◆ **WHAT YOU SHOULD DO**
The lines to copy are those in the listing below that contain the word "const".

◆ **LISTED RECORDS**
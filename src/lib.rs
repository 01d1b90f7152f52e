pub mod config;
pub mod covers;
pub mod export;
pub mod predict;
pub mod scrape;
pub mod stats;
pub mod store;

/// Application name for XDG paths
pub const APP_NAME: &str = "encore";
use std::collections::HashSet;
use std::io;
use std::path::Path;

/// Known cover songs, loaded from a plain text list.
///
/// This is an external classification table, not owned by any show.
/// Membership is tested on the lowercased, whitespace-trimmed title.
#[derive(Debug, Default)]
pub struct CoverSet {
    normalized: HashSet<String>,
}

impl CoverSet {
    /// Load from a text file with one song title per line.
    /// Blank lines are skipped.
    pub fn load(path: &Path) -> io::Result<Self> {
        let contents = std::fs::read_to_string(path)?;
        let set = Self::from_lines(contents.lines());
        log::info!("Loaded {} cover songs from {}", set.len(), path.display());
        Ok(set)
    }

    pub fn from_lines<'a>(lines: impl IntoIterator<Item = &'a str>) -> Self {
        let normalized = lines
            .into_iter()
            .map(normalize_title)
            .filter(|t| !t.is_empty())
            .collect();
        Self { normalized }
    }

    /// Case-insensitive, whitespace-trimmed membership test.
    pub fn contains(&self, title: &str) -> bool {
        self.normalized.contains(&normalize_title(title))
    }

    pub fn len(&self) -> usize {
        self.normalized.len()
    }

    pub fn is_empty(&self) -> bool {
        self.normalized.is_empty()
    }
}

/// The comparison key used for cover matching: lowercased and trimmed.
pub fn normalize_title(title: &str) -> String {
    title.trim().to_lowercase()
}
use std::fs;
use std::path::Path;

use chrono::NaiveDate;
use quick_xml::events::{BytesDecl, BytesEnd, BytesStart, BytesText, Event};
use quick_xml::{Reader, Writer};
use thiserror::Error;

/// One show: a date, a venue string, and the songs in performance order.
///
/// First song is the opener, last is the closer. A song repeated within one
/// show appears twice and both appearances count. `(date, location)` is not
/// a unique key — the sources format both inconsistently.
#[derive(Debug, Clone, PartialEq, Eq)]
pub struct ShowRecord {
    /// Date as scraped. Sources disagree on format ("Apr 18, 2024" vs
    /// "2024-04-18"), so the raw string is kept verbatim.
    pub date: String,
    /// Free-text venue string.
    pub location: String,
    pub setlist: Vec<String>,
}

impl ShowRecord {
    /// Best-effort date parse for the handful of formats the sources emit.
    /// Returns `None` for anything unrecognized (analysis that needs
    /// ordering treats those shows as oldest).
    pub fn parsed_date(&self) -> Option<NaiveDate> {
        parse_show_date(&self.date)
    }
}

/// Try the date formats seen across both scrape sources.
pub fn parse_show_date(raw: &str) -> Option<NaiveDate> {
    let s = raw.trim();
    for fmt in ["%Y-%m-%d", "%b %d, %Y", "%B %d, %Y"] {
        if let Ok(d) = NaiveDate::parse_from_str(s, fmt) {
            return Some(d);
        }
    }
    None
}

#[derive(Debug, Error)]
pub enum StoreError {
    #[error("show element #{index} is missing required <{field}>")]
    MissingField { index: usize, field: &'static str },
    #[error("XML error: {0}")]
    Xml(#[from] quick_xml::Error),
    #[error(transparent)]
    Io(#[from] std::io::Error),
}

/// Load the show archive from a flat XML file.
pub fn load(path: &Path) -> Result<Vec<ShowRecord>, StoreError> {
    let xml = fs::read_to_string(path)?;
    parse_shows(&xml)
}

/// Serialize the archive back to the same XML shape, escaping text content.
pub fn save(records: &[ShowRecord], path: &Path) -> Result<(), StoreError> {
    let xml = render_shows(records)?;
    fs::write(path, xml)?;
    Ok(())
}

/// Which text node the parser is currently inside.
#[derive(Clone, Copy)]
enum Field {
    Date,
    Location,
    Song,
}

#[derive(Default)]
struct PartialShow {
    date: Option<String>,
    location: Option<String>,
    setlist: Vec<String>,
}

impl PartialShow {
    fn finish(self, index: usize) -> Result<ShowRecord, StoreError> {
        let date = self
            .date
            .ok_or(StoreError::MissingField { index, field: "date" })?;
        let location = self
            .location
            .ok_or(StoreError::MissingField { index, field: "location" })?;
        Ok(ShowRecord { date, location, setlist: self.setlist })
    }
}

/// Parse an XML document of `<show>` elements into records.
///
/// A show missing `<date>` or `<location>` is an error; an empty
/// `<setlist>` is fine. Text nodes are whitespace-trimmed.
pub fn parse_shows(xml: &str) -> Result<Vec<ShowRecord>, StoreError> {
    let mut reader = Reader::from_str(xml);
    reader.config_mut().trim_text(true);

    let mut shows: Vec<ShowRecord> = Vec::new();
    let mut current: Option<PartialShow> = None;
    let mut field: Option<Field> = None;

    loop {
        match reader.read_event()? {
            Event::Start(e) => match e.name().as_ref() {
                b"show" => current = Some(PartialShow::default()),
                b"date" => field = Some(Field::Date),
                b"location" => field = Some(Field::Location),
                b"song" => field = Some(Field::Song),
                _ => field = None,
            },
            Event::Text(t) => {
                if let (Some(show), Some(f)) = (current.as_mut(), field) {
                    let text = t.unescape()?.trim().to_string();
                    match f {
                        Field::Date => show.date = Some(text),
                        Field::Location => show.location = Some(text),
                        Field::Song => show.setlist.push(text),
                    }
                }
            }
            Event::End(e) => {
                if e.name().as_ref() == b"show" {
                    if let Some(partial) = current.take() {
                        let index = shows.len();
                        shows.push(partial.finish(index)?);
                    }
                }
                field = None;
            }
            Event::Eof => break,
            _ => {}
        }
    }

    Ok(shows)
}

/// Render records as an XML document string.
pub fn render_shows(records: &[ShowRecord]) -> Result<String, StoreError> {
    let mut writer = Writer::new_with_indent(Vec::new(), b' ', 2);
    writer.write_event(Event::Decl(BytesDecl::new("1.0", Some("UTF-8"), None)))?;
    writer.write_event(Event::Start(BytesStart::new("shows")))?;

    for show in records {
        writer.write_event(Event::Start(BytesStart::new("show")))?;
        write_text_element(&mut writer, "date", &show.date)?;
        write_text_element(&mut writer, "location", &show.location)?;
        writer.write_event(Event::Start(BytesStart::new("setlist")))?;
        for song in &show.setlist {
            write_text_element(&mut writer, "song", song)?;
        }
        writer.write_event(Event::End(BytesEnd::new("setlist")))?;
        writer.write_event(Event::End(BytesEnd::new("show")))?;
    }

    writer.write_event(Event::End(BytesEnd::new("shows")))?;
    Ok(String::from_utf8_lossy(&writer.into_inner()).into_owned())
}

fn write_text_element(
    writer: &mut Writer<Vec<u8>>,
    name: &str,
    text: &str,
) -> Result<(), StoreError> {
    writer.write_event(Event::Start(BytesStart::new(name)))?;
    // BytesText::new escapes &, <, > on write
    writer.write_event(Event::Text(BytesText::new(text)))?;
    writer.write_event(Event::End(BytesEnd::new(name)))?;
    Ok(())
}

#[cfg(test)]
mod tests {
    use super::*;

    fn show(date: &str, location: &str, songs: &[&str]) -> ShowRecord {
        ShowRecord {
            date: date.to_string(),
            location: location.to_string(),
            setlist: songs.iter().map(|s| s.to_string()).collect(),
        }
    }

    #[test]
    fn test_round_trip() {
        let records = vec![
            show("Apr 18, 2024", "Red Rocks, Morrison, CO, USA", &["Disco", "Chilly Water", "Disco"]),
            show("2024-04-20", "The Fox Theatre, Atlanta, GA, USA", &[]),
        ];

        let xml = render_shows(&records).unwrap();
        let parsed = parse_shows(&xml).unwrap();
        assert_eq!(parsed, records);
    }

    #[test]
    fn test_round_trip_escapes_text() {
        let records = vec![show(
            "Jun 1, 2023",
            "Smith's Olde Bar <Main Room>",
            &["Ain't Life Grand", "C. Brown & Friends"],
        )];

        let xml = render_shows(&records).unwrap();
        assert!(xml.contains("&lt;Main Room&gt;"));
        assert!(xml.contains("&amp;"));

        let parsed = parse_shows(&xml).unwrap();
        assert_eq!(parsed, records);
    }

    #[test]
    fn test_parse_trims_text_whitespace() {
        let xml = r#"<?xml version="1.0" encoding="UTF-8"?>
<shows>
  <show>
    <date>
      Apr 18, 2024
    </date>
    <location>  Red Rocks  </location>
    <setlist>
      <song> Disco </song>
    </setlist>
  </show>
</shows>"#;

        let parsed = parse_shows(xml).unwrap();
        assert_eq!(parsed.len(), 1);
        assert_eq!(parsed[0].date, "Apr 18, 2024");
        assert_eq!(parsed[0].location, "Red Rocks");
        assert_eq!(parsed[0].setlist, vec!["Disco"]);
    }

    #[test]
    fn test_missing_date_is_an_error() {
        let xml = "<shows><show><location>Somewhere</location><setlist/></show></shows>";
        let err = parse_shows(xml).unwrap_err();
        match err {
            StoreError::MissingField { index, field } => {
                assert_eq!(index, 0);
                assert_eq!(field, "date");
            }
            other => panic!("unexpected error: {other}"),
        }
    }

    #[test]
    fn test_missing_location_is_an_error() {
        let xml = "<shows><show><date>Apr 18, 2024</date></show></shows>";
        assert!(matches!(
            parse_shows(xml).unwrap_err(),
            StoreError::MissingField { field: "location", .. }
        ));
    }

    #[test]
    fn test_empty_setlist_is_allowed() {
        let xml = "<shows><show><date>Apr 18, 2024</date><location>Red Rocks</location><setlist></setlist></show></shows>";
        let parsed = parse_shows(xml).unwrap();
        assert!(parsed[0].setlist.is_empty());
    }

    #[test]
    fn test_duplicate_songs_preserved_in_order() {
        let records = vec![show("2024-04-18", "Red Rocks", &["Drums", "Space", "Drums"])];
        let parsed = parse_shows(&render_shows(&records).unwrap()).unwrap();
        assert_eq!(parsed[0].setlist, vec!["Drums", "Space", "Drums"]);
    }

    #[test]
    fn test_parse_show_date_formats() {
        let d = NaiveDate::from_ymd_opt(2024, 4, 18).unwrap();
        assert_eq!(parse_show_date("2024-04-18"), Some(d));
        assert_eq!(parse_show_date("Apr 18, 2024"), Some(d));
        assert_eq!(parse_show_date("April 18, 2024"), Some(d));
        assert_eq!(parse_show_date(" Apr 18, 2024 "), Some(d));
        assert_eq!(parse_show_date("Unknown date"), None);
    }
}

==

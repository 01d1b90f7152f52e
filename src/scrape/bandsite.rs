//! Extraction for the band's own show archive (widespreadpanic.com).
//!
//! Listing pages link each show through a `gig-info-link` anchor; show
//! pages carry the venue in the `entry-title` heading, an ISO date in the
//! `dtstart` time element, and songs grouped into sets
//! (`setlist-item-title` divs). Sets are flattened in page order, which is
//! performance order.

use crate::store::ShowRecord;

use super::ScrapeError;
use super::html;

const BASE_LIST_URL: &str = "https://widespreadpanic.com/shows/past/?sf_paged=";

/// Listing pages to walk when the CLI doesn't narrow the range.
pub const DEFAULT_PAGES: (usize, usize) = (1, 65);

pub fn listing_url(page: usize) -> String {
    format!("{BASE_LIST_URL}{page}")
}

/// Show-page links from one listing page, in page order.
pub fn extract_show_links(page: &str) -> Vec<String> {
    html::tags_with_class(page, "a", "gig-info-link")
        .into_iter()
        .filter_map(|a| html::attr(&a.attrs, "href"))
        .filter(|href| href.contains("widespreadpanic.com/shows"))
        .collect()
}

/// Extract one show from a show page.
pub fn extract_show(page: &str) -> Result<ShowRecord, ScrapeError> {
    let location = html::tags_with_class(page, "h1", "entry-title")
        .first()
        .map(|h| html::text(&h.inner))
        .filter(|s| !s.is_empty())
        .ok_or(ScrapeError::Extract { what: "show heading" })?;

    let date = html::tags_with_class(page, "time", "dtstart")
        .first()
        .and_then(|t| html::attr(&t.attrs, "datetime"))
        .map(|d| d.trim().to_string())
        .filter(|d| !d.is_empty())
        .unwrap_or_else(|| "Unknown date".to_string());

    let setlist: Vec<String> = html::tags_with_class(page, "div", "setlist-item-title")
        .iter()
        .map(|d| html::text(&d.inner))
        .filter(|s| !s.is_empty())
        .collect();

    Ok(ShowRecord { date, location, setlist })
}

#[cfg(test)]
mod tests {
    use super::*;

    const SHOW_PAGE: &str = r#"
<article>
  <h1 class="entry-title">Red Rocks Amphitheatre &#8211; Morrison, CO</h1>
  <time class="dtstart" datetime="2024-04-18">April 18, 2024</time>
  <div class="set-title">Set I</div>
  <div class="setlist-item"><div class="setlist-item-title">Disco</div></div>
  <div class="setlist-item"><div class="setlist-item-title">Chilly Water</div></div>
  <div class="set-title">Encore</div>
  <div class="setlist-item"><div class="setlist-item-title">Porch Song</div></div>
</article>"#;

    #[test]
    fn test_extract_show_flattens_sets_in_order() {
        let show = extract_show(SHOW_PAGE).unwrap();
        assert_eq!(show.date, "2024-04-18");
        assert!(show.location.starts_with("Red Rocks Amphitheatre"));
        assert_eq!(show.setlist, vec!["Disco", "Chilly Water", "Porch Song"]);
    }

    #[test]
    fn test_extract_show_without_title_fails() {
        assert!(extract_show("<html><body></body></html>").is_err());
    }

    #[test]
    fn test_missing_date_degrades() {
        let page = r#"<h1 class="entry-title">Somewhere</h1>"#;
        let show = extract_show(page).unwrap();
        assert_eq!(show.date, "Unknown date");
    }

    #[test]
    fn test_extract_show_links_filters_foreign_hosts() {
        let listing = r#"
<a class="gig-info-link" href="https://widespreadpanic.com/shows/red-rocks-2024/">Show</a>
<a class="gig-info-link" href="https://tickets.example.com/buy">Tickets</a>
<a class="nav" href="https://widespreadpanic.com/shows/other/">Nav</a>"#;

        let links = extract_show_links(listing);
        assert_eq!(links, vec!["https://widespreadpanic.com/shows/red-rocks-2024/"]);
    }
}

◆ **YOUR SOLUTION**
pub const APP_NAME: &str = "encore";
const BASE_LIST_URL: &str = "https://widespreadpanic.com/shows/past/?sf_paged=";
pub const DEFAULT_PAGES: (usize, usize) = (1, 65);
    const SHOW_PAGE: &str = r#"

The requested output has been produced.